───── Material to process

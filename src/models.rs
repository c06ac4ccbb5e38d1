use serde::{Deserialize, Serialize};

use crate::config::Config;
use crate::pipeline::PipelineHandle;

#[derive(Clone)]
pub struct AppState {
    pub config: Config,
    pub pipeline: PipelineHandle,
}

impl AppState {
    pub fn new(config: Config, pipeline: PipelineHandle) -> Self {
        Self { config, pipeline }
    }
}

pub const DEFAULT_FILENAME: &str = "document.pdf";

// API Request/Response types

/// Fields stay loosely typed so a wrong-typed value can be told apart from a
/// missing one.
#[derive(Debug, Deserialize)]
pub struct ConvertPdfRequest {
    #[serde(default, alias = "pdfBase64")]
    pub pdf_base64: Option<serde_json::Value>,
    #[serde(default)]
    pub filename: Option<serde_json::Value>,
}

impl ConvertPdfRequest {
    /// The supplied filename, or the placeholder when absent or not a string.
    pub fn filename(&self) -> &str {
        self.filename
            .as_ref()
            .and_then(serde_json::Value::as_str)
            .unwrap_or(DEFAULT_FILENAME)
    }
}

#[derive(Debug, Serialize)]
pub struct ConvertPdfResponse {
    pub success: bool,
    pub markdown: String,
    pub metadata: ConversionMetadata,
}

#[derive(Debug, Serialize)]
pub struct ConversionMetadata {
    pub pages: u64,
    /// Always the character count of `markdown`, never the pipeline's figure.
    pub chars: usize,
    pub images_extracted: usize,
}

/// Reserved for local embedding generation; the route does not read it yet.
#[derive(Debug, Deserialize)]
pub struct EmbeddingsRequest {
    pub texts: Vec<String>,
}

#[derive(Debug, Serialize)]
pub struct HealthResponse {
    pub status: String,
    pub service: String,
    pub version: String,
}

──────────

*Requirement*. Work out how many lines of the data hold the string "ConversionMetadata". State only that number.

*Your solution*. 2